* Task: Your task is to reproduce exactly the lines that run from the beginning of the data through the line where "pub fn new<C>(steps: &[StepDescriptor<C>])" appears.

Stored data entries
<<<<

//! Static values that take part in fingerprint computation.

/// Logical scheduler version, folded into the run fingerprint.
pub const SCHEDULER_VERSION: &str = "R1.0";

/// Name of the entity key attribute.
pub const KEY_FIELD: &str = "_key";
/// Name of the entity/relationship type attribute.
pub const TYPE_FIELD: &str = "_type";
/// Name of the class attribute.
pub const CLASS_FIELD: &str = "_class";
//! Validated step dependency graph.

use std::collections::HashMap;

use serde_json::json;

use crate::errors::{CoreResult, GraphCoreError};
use crate::hashing::hash_value;
use crate::step::StepDescriptor;

/// Dependency DAG over step indices, grouped into topological levels.
///
/// Level 0 holds the steps without dependencies; level `n` the steps whose
/// dependencies all sit in earlier levels. Within a level steps keep their
/// declaration order.
#[derive(Debug, Clone)]
pub struct StepGraph {
    ids: Vec<String>,
    dependencies: Vec<Vec<usize>>,
    levels: Vec<Vec<usize>>,
    definition_hash: String,
}

impl StepGraph {
    /// Rejects duplicate ids, unknown dependencies, self-dependencies and
    /// cycles before anything runs.
    pub fn new<C>(steps: &[StepDescriptor<C>]) -> CoreResult<Self> {
        let mut position: HashMap<&str, usize> = HashMap::with_capacity(steps.len());
        for (i, step) in steps.iter().enumerate() {
            if position.insert(step.id.as_str(), i).is_some() {
                return Err(GraphCoreError::InvalidStepGraph(format!("duplicate step id {}", step.id)));
            }
        }

        let mut dependencies = Vec::with_capacity(steps.len());
        for step in steps {
            let mut deps = Vec::with_capacity(step.depends_on.len());
            for dep in &step.depends_on {
                let idx = *position.get(dep.as_str()).ok_or_else(|| {
                              GraphCoreError::InvalidStepGraph(format!("step {} depends on unknown step {dep}",
                                                                       step.id))
                          })?;
                if dep == &step.id {
                    return Err(GraphCoreError::InvalidStepGraph(format!("step {} depends on itself", step.id)));
                }
                if !deps.contains(&idx) {
                    deps.push(idx);
                }
            }
            dependencies.push(deps);
        }

        let levels = kahn_levels(&dependencies).map_err(|stuck| {
                         let ids: Vec<&str> = stuck.iter().map(|&i| steps[i].id.as_str()).collect();
                         GraphCoreError::InvalidStepGraph(format!("dependency cycle among {}", ids.join(", ")))
                     })?;

        let definition_hash = hash_value(&json!(steps.iter()
                                                     .map(|s| json!({"id": s.id, "dependsOn": s.depends_on}))
                                                     .collect::<Vec<_>>()));
        Ok(Self { ids: steps.iter().map(|s| s.id.clone()).collect(),
                  dependencies,
                  levels,
                  definition_hash })
    }

    pub fn len(&self) -> usize {
        self.ids.len()
    }

    pub fn is_empty(&self) -> bool {
        self.ids.is_empty()
    }

    pub fn ids(&self) -> &[String] {
        &self.ids
    }

    pub fn id(&self, index: usize) -> &str {
        &self.ids[index]
    }

    pub fn dependencies(&self, index: usize) -> &[usize] {
        &self.dependencies[index]
    }

    pub fn levels(&self) -> &[Vec<usize>] {
        &self.levels
    }

    /// Hash of the step ids and their dependency lists.
    pub fn definition_hash(&self) -> &str {
        &self.definition_hash
    }

    /// Step ids in execution order (levels flattened).
    pub fn execution_order(&self) -> Vec<&str> {
        self.levels.iter().flatten().map(|&i| self.ids[i].as_str()).collect()
    }
}

/// Kahn's algorithm, level by level. On a cycle returns the indices that
/// could never be scheduled.
fn kahn_levels(dependencies: &[Vec<usize>]) -> Result<Vec<Vec<usize>>, Vec<usize>> {
    let n = dependencies.len();
    let mut in_degree: Vec<usize> = dependencies.iter().map(Vec::len).collect();
    let mut dependents: Vec<Vec<usize>> = vec![Vec::new(); n];
    for (i, deps) in dependencies.iter().enumerate() {
        for &d in deps {
            dependents[d].push(i);
        }
    }

    let mut levels = Vec::new();
    let mut current: Vec<usize> = (0..n).filter(|&i| in_degree[i] == 0).collect();
    let mut scheduled = 0;
    while !current.is_empty() {
        scheduled += current.len();
        let mut next = Vec::new();
        for &i in &current {
            for &dep in &dependents[i] {
                in_degree[dep] -= 1;
                if in_degree[dep] == 0 {
                    next.push(dep);
                }
            }
        }
        next.sort_unstable();
        levels.push(std::mem::replace(&mut current, next));
    }

    if scheduled < n {
        return Err((0..n).filter(|&i| in_degree[i] > 0).collect());
    }
    Ok(levels)
}

#[cfg(test)]
mod tests {
    use super::*;
    use crate::step::StepExecutionContext;

    fn noop(_: &StepExecutionContext<'_, ()>) -> CoreResult<()> {
        Ok(())
    }

    fn step(id: &str, deps: &[&str]) -> StepDescriptor<()> {
        StepDescriptor::new(id, id, noop).with_dependencies(deps)
    }

    #[test]
    fn levels_follow_dependencies() {
        let steps = vec![step("c", &["b"]), step("a", &[]), step("b", &["a"]), step("d", &["a"])];
        let graph = StepGraph::new(&steps).unwrap();
        assert_eq!(graph.execution_order(), vec!["a", "b", "d", "c"]);
        assert_eq!(graph.levels().len(), 3);
    }

    #[test]
    fn cycle_is_rejected_before_run() {
        let steps = vec![step("a", &["c"]), step("b", &["a"]), step("c", &["b"]), step("d", &[])];
        let err = StepGraph::new(&steps).unwrap_err();
        match err {
            GraphCoreError::InvalidStepGraph(msg) => assert!(msg.contains("a, b, c"), "{msg}"),
            other => panic!("unexpected {other:?}"),
        }
    }

    #[test]
    fn unknown_and_duplicate_ids_are_rejected() {
        assert!(StepGraph::new(&[step("a", &["zzz"])]).is_err());
        assert!(StepGraph::new(&[step("a", &[]), step("a", &[])]).is_err());
        assert!(StepGraph::new(&[step("a", &["a"])]).is_err());
    }

    #[test]
    fn definition_hash_depends_on_edges() {
        let g1 = StepGraph::new(&[step("a", &[]), step("b", &["a"])]).unwrap();
        let g2 = StepGraph::new(&[step("a", &[]), step("b", &[])]).unwrap();
        assert_ne!(g1.definition_hash(), g2.definition_hash());
    }
}
use std::sync::Arc;

use ingest_core::{CoreResult, Entity, EntitySchema, ExecutionMode, GraphCoreError, InMemoryEventStore,
                  InMemoryGraphSink, JobState, SchedulerBuilder, StepDescriptor, StepExecutionContext, StepStatus};
use ingest_persistence::jsonl::{read_lines, ENTITIES_FILE};
use ingest_persistence::{JsonlEventStore, JsonlGraphSink, SinkConfig};
use ingest_snyk::{FixtureSource, IntegrationConfig, SnykContext};
use serde_json::json;
use snyk_ingest::run_ingestion;
use uuid::Uuid;

const FIXTURE: &str = concat!(env!("CARGO_MANIFEST_DIR"), "/crates/ingest-snyk/tests/fixtures/snyk_fixture.json");

fn context(source: FixtureSource) -> SnykContext {
    SnykContext::new(Arc::new(source), IntegrationConfig::new("token", "g-1"))
}

fn project(org: &str, id: &str) -> Entity {
    Entity::new(format!("snyk_project:{org}-{id}"), "snyk_project", &["Project"]).with_property("name", id)
                                                                               .with_property("orgId", org)
}

#[test]
fn reprocessing_a_project_feed_keeps_one_entity() {
    let state = JobState::new(Uuid::new_v4());
    for org in ["1", "2"] {
        state.add_entity(Entity::new(format!("snyk_org:{org}"), "snyk_organization", &["Organization"])).unwrap();
    }
    state.add_entity(project("1", "foo")).unwrap();
    state.add_entity(project("1", "foo")).unwrap();
    assert_eq!(state.entity_count_by_type("snyk_project"), 1);

    let changed = project("1", "foo").with_property("branch", "dev");
    assert_eq!(state.add_entity(changed), Err(GraphCoreError::DuplicateEntity { key: "snyk_project:1-foo".into() }));
}

#[test]
fn raw_data_round_trips_through_the_store() {
    let state = JobState::new(Uuid::new_v4());
    let raw = json!({"id": "p-1", "attributes": {"nested": [1, 2, {"deep": true}]}});
    let stored = state.add_entity(project("1", "p-1").with_raw_data(raw.clone())).unwrap();
    assert_eq!(state.get_raw_data(&stored).as_deref(), Some(&raw));
}

const STEP: EntitySchema = EntitySchema { resource_name: "Step output",
                                          entity_type: "step_output",
                                          class: &["Record"] };

fn ok(ctx: &StepExecutionContext<'_, ()>) -> CoreResult<()> {
    ctx.add_entity(Entity::new(format!("step_output:{}", ctx.step_id()), STEP.entity_type, STEP.class))?;
    Ok(())
}

fn boom(_: &StepExecutionContext<'_, ()>) -> CoreResult<()> {
    Err(GraphCoreError::ExternalSource("503 from upstream".into()))
}

#[test]
fn failing_leaf_does_not_stop_its_sibling_branch() {
    for mode in [ExecutionMode::Sequential, ExecutionMode::Parallel] {
        let steps = vec![StepDescriptor::new("A", "A", ok).with_entities(&[STEP]),
                         StepDescriptor::new("B", "B", ok).with_entities(&[STEP]).with_dependencies(&["A"]),
                         StepDescriptor::new("C", "C", boom).with_dependencies(&["B"]),
                         StepDescriptor::new("D", "D", ok).with_entities(&[STEP]).with_dependencies(&["A"])];
        let state = JobState::new(Uuid::new_v4());
        let mut scheduler = SchedulerBuilder::new().add_steps(steps).mode(mode).build().unwrap();
        let report = scheduler.run(&state, &()).unwrap();

        assert_eq!(report.failed_steps(), vec!["C"]);
        assert!(report.blocked_steps().is_empty());
        for id in ["A", "B", "D"] {
            assert_eq!(report.status_of(id), Some(StepStatus::Completed), "{id} in {mode:?}");
        }
        assert!(!report.is_success());
        assert_eq!(state.entity_count(), 3);
    }
}

#[test]
fn cve_shared_by_two_projects_resolves_to_one_entity() {
    let mut sink = InMemoryGraphSink::default();
    let outcome = run_ingestion(&context(FixtureSource::from_path(FIXTURE).unwrap()),
                                ExecutionMode::Sequential,
                                InMemoryEventStore::new(),
                                &mut sink).unwrap();
    assert!(outcome.report.is_success());

    let snapshot = sink.last().unwrap();
    assert_eq!(snapshot, &outcome.snapshot);
    let cves: Vec<_> = snapshot.entities_of_type("cve").collect();
    assert_eq!(cves.len(), 1);
    assert_eq!(cves[0].key, "cve-2021-9999");
    let is_edges: Vec<_> = snapshot.relationships_to("cve-2021-9999").map(|r| r.from_entity_key.as_str()).collect();
    assert_eq!(is_edges, vec!["snyk_finding:p-1-SNYK-JS-1", "snyk_finding:p-3-SNYK-PY-1"]);
}

#[test]
fn schedules_agree_on_the_published_graph() {
    let run = |mode| {
        let mut sink = InMemoryGraphSink::default();
        run_ingestion(&context(FixtureSource::from_path(FIXTURE).unwrap()), mode, InMemoryEventStore::new(), &mut sink)
            .unwrap()
    };
    let sequential = run(ExecutionMode::Sequential);
    let parallel = run(ExecutionMode::Parallel);
    assert_eq!(sequential.report.run_fingerprint, parallel.report.run_fingerprint);
    assert_eq!(sequential.snapshot.entities, parallel.snapshot.entities);
    assert_eq!(sequential.snapshot.relationships, parallel.snapshot.relationships);
    assert_eq!(sequential.snapshot.mapped_targets, parallel.snapshot.mapped_targets);
}

#[test]
fn partial_run_is_still_published_to_disk() {
    let dir = tempfile::tempdir().unwrap();
    let config = SinkConfig::new(dir.path());
    let mut sink = JsonlGraphSink::new(config.clone());
    let source = FixtureSource::from_path(FIXTURE).unwrap().failing("projects:o-2");
    let outcome = run_ingestion(&context(source),
                                ExecutionMode::Sequential,
                                JsonlEventStore::from_config(&config).unwrap(),
                                &mut sink).unwrap();

    assert_eq!(outcome.report.failed_steps(), vec!["fetch-projects"]);
    assert_eq!(outcome.report.blocked_steps(), vec!["fetch-findings"]);
    let entities: Vec<Entity> = read_lines(&sink.run_dir(outcome.snapshot.run_id).join(ENTITIES_FILE)).unwrap();
    assert_eq!(entities.iter().filter(|e| e.entity_type == "snyk_project").count(), 2);
    assert_eq!(entities.iter().filter(|e| e.entity_type == "snyk_finding").count(), 0);
    assert!(config.event_log_path().exists());
}

#[test]
fn invalid_config_is_rejected_before_running() {
    let context = SnykContext::new(Arc::new(FixtureSource::default()), IntegrationConfig::new("", "g-1"));
    let mut sink = InMemoryGraphSink::default();
    let err = run_ingestion(&context, ExecutionMode::Sequential, InMemoryEventStore::new(), &mut sink).unwrap_err();
    assert!(matches!(err, snyk_ingest::AppError::Config(_)));
    assert!(sink.published.is_empty());
}
//! ingest-snyk: Snyk adapter for the ingestion core.
//!
//! Provides:
//! - Type metadata for every entity and relationship the integration writes
//!   (`constants`).
//! - Typed views over raw API records, decoded at the converter boundary
//!   (`types`) and the converters that turn them into graph records
//!   (`converters`).
//! - The data-source contract the steps call (`client::SnykSource`) plus a
//!   fixture-backed implementation.
//! - The eight steps of the integration (`steps::all_steps`).

pub mod client;
pub mod config;
pub mod constants;
pub mod converters;
pub mod steps;
pub mod types;

pub use client::{FixtureSource, SnykContext, SnykSource};
pub use config::{ConfigError, IntegrationConfig};
pub use steps::all_steps;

>>>>

* Response box:
//! Static values that take part in fingerprint computation.

/// Logical scheduler version, folded into the run fingerprint.
pub const SCHEDULER_VERSION: &str = "R1.0";

/// Name of the entity key attribute.
pub const KEY_FIELD: &str = "_key";
/// Name of the entity/relationship type attribute.
pub const TYPE_FIELD: &str = "_type";
/// Name of the class attribute.
pub const CLASS_FIELD: &str = "_class";
//! Validated step dependency graph.

use std::collections::HashMap;

use serde_json::json;

use crate::errors::{CoreResult, GraphCoreError};
use crate::hashing::hash_value;
use crate::step::StepDescriptor;

/// Dependency DAG over step indices, grouped into topological levels.
///
/// Level 0 holds the steps without dependencies; level `n` the steps whose
/// dependencies all sit in earlier levels. Within a level steps keep their
/// declaration order.
#[derive(Debug, Clone)]
pub struct StepGraph {
    ids: Vec<String>,
    dependencies: Vec<Vec<usize>>,
    levels: Vec<Vec<usize>>,
    definition_hash: String,
}

impl StepGraph {
    /// Rejects duplicate ids, unknown dependencies, self-dependencies and
    /// cycles before anything runs.
    pub fn new<C>(steps: &[StepDescriptor<C>]) -> CoreResult<Self> {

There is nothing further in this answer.